BEGIN

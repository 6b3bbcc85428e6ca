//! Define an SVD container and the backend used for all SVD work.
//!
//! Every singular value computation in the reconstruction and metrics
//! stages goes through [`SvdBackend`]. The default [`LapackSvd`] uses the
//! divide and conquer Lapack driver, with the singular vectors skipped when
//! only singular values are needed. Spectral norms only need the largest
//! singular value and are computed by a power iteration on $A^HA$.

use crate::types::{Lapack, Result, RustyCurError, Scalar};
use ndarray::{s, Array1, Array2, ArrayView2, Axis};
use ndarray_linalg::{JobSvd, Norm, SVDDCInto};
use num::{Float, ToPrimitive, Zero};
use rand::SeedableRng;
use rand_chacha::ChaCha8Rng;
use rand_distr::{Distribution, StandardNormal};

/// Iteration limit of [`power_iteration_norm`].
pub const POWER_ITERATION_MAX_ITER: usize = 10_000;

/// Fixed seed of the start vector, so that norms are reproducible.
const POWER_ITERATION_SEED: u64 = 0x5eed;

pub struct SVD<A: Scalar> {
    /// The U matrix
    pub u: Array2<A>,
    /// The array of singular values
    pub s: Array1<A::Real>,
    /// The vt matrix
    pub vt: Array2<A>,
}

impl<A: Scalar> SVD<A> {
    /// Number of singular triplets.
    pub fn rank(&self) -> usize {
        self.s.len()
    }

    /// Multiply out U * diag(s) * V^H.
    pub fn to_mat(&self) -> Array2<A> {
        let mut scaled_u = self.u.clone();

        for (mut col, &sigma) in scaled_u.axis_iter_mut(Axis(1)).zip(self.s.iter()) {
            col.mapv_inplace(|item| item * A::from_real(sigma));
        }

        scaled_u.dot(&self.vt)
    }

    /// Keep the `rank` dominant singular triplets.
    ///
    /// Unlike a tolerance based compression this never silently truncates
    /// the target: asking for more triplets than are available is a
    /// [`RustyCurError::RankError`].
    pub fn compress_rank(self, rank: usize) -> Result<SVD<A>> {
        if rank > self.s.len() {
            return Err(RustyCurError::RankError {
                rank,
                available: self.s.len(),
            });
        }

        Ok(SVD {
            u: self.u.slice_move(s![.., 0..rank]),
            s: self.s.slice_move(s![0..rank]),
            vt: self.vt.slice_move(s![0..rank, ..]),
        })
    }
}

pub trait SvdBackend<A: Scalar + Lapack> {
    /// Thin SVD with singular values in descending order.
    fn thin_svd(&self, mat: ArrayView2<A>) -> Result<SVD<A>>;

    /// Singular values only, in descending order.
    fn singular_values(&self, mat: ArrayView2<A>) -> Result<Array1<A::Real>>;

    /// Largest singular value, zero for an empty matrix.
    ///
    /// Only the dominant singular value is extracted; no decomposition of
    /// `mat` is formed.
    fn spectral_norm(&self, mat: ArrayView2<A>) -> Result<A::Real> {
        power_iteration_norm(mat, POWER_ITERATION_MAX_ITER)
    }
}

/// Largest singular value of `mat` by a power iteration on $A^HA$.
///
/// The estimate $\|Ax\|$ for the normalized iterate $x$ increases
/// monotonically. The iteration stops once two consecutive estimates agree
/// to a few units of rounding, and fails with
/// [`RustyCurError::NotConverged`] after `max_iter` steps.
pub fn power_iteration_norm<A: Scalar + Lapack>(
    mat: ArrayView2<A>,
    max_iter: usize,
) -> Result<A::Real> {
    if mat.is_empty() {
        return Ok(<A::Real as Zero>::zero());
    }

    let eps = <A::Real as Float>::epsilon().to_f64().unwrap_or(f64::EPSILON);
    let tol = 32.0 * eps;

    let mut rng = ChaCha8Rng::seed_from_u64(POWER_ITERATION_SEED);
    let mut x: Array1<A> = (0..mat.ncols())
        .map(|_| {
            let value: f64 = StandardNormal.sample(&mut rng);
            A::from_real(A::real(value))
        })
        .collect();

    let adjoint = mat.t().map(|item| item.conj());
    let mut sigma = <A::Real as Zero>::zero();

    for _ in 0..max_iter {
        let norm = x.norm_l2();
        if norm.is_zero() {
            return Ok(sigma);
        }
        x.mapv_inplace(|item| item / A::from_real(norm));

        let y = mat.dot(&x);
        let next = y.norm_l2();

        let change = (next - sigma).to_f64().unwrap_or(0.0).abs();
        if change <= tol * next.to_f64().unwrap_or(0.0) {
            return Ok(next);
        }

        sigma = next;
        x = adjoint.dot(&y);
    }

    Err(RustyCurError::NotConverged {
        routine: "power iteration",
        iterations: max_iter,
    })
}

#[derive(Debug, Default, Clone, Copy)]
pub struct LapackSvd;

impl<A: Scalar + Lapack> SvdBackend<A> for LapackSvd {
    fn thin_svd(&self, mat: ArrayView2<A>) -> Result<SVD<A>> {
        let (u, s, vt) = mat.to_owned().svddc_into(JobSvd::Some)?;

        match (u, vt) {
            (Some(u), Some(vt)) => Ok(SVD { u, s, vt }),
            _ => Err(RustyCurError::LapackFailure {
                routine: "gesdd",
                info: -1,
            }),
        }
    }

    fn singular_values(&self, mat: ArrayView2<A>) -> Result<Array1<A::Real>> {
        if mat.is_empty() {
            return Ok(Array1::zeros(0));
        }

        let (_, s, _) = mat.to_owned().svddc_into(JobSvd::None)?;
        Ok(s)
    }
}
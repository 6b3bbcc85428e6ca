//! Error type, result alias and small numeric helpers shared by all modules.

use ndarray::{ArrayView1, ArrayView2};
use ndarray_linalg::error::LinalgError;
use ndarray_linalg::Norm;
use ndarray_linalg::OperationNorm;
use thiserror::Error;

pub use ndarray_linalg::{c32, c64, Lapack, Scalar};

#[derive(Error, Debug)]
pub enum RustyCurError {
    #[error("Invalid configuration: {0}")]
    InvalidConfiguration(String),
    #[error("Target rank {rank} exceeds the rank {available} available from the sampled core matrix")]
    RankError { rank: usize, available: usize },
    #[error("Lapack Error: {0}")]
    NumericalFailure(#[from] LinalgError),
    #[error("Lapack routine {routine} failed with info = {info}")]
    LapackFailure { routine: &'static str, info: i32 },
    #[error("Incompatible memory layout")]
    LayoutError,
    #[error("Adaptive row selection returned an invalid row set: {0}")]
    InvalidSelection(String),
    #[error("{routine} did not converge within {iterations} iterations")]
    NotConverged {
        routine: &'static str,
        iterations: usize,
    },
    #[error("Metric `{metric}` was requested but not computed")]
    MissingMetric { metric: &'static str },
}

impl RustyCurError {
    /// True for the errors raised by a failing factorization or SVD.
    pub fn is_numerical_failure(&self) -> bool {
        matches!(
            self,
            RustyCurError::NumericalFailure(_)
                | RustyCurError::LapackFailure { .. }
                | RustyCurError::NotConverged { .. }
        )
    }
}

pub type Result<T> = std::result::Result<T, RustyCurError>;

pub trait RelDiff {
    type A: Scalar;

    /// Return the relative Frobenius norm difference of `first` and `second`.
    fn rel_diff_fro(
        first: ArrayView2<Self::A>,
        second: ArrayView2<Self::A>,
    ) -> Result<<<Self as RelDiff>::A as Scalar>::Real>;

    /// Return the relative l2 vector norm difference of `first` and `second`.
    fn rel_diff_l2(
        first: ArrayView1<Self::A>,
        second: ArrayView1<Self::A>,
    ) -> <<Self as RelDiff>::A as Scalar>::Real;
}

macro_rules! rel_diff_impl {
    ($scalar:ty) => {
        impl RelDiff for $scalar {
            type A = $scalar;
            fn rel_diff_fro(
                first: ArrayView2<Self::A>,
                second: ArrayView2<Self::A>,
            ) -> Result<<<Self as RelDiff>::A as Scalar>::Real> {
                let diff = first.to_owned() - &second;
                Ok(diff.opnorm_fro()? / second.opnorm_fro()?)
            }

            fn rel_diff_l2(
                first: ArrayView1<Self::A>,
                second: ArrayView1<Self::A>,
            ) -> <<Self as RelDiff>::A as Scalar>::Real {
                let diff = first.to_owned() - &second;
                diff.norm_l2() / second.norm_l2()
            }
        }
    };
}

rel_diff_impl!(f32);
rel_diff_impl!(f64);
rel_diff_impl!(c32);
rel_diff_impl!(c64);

END
BEGIN

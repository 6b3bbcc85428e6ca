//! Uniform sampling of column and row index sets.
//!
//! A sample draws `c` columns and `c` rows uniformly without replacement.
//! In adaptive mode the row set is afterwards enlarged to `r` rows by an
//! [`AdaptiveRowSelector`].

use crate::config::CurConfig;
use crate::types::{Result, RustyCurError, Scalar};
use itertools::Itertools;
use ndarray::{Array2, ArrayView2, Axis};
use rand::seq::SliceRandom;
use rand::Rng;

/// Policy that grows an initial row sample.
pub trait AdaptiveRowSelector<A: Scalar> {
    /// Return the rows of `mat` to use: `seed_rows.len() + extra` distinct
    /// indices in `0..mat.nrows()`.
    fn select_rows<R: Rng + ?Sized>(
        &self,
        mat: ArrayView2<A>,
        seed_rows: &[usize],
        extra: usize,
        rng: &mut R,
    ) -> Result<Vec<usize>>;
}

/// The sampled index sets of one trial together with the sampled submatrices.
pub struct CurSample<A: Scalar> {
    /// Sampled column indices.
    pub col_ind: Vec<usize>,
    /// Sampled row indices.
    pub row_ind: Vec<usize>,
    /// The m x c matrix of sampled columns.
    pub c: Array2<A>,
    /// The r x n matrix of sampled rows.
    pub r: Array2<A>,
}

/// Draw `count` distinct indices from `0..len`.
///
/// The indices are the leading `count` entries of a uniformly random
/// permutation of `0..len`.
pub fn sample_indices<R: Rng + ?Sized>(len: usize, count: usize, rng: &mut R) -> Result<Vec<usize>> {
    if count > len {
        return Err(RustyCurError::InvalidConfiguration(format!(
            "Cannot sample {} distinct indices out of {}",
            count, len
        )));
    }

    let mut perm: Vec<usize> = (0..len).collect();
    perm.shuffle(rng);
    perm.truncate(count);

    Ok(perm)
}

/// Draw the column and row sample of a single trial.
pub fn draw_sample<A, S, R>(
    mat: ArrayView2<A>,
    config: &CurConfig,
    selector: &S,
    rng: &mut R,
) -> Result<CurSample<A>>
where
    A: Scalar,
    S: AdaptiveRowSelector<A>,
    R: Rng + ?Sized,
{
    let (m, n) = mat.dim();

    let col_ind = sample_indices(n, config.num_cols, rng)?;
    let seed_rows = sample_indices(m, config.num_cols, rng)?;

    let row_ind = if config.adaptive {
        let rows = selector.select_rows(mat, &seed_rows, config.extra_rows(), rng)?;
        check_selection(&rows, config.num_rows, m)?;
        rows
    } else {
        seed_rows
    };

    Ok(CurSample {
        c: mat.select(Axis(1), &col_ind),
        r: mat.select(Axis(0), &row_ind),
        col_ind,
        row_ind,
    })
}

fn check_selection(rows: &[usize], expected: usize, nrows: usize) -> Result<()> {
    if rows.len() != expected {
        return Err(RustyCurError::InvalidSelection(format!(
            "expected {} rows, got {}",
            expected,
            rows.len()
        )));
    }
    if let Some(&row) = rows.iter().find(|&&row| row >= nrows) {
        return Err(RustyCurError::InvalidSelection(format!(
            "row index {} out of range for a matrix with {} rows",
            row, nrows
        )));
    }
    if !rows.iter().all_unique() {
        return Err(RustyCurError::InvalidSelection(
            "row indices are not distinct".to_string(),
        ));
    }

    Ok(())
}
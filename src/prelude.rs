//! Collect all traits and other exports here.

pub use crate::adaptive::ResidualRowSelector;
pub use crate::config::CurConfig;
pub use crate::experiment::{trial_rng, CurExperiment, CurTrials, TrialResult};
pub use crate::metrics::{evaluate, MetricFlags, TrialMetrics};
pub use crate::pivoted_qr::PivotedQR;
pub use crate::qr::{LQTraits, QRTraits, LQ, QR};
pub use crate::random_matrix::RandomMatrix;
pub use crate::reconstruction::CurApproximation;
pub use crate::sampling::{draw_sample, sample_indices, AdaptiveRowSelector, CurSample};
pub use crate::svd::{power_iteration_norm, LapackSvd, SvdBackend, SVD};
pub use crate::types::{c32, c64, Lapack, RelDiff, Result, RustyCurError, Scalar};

END
BEGIN

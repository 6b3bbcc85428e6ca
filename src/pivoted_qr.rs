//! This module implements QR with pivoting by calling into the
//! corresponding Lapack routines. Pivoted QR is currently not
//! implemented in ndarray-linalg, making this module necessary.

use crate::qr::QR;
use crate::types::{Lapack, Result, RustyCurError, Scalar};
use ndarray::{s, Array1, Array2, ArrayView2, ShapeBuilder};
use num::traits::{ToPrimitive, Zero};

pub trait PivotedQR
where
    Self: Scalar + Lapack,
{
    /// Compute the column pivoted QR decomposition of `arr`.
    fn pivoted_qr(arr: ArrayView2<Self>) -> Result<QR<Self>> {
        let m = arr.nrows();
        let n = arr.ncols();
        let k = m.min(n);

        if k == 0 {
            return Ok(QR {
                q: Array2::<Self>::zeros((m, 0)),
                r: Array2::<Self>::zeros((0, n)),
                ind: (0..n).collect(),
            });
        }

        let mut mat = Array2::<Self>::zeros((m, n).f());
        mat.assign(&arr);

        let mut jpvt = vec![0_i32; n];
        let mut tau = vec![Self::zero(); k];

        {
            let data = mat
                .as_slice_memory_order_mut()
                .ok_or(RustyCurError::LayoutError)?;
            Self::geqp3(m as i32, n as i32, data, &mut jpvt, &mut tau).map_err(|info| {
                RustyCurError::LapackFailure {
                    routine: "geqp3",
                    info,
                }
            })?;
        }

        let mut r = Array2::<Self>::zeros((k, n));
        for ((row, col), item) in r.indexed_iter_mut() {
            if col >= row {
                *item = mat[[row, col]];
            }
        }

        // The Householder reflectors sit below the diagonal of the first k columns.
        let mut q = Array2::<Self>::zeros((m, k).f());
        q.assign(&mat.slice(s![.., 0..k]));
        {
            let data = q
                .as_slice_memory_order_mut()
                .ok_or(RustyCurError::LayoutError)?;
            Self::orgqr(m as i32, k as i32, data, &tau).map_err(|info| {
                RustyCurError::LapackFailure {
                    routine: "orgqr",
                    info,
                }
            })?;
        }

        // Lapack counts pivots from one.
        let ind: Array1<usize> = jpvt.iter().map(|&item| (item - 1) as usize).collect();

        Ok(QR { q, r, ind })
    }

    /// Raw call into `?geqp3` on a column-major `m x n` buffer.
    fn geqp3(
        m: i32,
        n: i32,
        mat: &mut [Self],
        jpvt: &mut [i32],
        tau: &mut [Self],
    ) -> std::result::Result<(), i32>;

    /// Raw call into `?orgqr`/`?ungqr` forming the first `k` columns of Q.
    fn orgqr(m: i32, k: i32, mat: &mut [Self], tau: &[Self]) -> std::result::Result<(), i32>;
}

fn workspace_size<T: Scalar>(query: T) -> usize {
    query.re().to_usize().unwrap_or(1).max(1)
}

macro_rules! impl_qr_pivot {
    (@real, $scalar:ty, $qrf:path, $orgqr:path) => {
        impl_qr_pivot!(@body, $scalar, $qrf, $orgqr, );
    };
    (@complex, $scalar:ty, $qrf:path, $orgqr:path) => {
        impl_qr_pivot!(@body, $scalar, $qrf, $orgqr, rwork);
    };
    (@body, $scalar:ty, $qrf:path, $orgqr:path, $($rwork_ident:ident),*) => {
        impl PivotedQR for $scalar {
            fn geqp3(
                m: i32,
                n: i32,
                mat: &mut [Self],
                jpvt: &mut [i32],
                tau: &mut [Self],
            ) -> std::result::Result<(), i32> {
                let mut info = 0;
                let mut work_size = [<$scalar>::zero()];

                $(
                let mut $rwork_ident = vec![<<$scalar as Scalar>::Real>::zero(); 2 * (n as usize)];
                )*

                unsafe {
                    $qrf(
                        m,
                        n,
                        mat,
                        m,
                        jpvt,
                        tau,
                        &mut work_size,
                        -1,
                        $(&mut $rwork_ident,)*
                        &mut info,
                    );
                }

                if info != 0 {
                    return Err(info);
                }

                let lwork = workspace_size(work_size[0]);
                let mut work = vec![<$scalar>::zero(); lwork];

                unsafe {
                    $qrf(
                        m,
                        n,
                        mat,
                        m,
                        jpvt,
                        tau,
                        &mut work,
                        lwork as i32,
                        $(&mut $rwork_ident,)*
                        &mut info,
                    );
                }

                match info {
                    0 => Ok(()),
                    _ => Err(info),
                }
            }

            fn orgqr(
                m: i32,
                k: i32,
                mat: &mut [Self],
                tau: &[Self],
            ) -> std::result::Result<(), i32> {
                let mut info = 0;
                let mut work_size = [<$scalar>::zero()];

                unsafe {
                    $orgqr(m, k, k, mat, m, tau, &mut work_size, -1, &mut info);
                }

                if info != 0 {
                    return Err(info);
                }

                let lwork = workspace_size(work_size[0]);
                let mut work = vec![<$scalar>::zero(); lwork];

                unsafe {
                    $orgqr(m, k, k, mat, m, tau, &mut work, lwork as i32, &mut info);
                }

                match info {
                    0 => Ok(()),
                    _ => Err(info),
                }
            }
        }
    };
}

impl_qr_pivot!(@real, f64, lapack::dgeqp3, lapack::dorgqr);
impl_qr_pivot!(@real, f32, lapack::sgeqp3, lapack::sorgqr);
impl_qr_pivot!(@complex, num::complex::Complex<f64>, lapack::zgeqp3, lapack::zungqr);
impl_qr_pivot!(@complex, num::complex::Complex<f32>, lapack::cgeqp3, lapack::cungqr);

END

When a line contains the string "uniformly", copy it from the records.

//! A sample draws `c` columns and `c` rows uniformly without replacement.
/// The indices are the leading `count` entries of a uniformly random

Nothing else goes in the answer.